Solo Desde la escucha
orante y atenta de la Palabra de Dios fueron posibles su "sí" en la
Encarnación y posterior visita de caridad a su prima Santa Isabel. Solo porque
se fió de esta Palabra, la misma Palabra floreció en sus entrañas y germinó en
el Hijo de Dios e Hijo suyo, Jesucristo nuestro Señor. Solo desde la confianza
y la espera en el Dios de la Palabra, María recorrió los valles oscuros de su
vida como la huida a Egipto, las palabras del anciano Simeón -que le anunciaba
que un espada de dolor atravesaría su alma- y la escena de la perdida y
hallazgo de su Hijo, todavía Niño, en el templo.

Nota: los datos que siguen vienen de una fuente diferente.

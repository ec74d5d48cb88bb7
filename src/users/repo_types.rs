use serde::{Deserialize, Serialize};
use sqlx::FromRow;
use time::OffsetDateTime;
use uuid::Uuid;

/// Account role carried in the token and checked by the policy.
#[derive(Debug, Clone, Copy, PartialEq, Eq, Serialize, Deserialize, sqlx::Type)]
#[sqlx(type_name = "user_role", rename_all = "kebab-case")]
#[serde(rename_all = "kebab-case")]
pub enum Role {
    Admin,
    ProjectManager,
    User,
}

impl Role {
    pub fn as_str(&self) -> &'static str {
        match self {
            Role::Admin => "admin",
            Role::ProjectManager => "project-manager",
            Role::User => "user",
        }
    }
}

impl std::fmt::Display for Role {
    fn fmt(&self, f: &mut std::fmt::Formatter<'_>) -> std::fmt::Result {
        f.write_str(self.as_str())
    }
}

/// User record in the database.
#[derive(Debug, Clone, FromRow)]
pub struct User {
    pub id: Uuid,
    pub username: String,
    pub email: String,
    pub password_hash: Option<String>, // None until an invited account sets its password
    pub role: Role,
    pub created_at: OffsetDateTime,
}

impl User {
    pub fn is_active(&self) -> bool {
        self.password_hash.is_some()
    }
}

/// Insert payload; the store assigns id and timestamp.
#[derive(Debug, Clone)]
pub struct NewUser {
    pub username: String,
    pub email: String,
    pub password_hash: Option<String>,
    pub role: Role,
}

/// Partial admin update. `None` leaves the column untouched.
#[derive(Debug, Clone, Default)]
pub struct UserChanges {
    pub username: Option<String>,
    pub email: Option<String>,
    pub role: Option<Role>,
}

Y María siguió en la escuela de la Palabra durante
los largos, cotidianos y anodinos años de la vida oculta de Jesús, recreando en
su corazón aquellas palabras de la Anunciación, de la Visitación, de la
Natividad y de la Presentación. En el silencio de aquellos interminables años,
María siguió sintiendo y experimentado que Dios habla en soledad sonora y
fecunda en el silencio, en la cotidianeidad y en la prueba.
María se convirtió,
desde el tamiz de la Palabra, en la primera anunciadora e intercesora de su
Hijo en las bodas de Caná cuando, por su mediación, se obró el milagro de la
transformación del agua vino mediante aquel su "Haced lo que El
diga".
María fue presentada por Jesús
como modelo de aquellos que escuchan la Palabra de Dios y la cumplen y que, por
ello, se convierten también en su nueva familia.
Fiel a la Palabra, María
acompañó a su Hijo en las horas más amargas del Vía Crucis y del Calvario,
donde fue entregada al apóstol San Juan como Madre de la Iglesia, la nueva
humanidad. Y a pie de la cruz y del descendimiento más doloroso permaneció
María con el cuerpo muerto de su Hijo entre sus manos en plegaria viva y
lacerada de esperanza. Y en una nueva escucha de la Palabra, tras la
Resurrección de Cristo, María guió y acompañó a los apóstoles en Pentecostés.
Y sin duda, meditando
todas estas cosas en su corazón, María fue hallada en el crepúsculo por el
arcángel Gabriel, quien, en aquella hora de la tarde y del fin de labores, le
reclamaba, de nuevo, el "sí" ya definitivo para su Asunción.
Por ello, por todo ello, Santa María de la Palabra, Virgen de la
Escucha y de la Plegaria, ruega por nosotros.